== WORK TO BE COMPLETED ==
Which of the lines below include "string"? Each one should be copied out.

┌─ TASK INPUTS

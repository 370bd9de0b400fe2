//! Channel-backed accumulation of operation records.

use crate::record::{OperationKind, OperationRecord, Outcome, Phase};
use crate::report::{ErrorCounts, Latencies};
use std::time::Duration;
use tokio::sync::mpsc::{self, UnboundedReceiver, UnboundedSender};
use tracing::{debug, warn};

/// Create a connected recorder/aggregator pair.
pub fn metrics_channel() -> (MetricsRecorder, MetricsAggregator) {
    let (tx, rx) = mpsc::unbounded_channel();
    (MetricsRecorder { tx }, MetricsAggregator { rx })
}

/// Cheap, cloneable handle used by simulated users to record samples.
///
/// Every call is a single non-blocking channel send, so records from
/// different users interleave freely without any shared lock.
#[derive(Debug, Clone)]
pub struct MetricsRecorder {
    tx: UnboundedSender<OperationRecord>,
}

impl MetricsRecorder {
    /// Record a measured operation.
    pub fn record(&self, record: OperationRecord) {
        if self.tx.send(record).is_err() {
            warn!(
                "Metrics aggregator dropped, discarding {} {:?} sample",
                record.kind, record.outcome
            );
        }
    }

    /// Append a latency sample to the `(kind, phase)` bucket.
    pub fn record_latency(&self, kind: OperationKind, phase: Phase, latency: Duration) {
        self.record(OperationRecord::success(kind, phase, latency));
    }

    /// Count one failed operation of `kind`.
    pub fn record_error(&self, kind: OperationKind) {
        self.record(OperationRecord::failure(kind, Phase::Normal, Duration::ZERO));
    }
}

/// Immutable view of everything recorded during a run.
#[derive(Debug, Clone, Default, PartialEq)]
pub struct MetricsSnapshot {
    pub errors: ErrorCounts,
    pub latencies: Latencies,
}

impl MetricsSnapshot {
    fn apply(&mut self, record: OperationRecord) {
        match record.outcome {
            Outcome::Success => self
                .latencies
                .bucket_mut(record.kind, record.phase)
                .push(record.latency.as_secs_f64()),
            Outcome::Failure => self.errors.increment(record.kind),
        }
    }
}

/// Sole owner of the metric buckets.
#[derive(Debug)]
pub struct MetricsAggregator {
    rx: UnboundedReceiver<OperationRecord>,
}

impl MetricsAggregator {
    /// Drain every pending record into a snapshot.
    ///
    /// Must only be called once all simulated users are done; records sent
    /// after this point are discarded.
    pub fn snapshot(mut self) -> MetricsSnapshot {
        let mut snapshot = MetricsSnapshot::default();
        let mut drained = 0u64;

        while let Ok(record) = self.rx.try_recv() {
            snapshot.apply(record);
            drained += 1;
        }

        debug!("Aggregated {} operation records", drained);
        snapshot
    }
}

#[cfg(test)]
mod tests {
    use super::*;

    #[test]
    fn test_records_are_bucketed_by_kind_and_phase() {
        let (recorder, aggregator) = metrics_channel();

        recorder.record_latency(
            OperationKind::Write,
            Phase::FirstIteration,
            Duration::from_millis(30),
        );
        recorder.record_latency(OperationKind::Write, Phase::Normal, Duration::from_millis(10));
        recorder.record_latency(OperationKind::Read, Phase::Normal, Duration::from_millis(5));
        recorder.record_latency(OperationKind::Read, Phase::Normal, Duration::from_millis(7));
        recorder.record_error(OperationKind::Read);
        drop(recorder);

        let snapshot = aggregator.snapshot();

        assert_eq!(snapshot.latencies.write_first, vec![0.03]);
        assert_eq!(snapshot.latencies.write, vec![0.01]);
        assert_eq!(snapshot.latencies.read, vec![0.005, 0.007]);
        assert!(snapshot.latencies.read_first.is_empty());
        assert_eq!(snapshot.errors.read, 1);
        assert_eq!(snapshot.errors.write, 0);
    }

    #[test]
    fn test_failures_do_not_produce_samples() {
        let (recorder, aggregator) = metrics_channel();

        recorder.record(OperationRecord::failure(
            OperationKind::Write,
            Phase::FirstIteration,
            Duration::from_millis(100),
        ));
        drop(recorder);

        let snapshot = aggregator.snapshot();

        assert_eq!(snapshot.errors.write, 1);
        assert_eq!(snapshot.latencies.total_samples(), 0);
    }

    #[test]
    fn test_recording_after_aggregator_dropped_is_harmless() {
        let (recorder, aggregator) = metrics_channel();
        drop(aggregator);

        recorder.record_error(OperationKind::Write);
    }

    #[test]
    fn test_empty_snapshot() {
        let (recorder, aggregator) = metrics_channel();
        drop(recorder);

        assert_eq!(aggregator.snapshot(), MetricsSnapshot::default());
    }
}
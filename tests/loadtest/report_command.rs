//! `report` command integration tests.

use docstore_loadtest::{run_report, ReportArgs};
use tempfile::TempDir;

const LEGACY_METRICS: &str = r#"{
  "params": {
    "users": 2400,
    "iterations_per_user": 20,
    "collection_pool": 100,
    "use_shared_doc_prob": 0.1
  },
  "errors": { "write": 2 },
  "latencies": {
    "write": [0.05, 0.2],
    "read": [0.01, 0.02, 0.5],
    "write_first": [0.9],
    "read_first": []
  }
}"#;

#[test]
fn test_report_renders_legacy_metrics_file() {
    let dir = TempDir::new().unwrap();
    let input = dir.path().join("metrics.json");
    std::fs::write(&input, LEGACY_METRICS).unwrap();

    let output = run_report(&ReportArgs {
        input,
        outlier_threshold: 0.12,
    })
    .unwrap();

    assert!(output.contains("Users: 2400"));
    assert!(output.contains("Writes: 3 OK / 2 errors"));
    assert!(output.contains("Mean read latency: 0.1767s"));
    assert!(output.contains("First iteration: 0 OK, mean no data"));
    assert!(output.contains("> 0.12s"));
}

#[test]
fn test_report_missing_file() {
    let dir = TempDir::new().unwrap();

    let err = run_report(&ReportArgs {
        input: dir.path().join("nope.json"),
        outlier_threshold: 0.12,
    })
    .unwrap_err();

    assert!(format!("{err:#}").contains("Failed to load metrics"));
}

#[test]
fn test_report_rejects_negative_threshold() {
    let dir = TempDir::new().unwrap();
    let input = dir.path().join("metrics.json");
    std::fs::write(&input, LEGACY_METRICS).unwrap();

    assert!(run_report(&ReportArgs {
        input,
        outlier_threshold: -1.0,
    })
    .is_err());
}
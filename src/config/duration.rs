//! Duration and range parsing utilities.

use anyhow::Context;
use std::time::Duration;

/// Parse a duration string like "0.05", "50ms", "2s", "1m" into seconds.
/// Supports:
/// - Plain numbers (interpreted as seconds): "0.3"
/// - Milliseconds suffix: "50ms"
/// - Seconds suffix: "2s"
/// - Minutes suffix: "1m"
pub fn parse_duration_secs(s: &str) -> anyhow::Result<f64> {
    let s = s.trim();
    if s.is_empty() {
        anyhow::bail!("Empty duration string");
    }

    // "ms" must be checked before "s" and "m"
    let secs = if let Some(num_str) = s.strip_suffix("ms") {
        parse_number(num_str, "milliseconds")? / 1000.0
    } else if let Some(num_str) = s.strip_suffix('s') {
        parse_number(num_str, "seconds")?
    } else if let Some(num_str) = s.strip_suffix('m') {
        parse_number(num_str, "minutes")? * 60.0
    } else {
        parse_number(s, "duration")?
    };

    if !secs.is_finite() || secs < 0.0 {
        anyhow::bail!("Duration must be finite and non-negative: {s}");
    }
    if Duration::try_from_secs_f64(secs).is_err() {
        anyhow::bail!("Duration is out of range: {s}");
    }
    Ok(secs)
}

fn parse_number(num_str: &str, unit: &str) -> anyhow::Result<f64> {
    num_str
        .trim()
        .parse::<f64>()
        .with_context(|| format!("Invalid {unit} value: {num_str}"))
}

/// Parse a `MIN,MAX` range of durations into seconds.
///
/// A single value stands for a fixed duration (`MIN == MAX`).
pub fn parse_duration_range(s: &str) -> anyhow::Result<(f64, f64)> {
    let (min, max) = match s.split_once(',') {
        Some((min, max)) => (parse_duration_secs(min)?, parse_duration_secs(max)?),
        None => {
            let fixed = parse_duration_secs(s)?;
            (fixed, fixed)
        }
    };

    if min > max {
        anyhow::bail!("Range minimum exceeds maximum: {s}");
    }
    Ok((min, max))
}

└─

== SOLUTION TO THE PROBLEM ==
/// Parse a duration string like "0.05", "50ms", "2s", "1m" into seconds.
        anyhow::bail!("Empty duration string");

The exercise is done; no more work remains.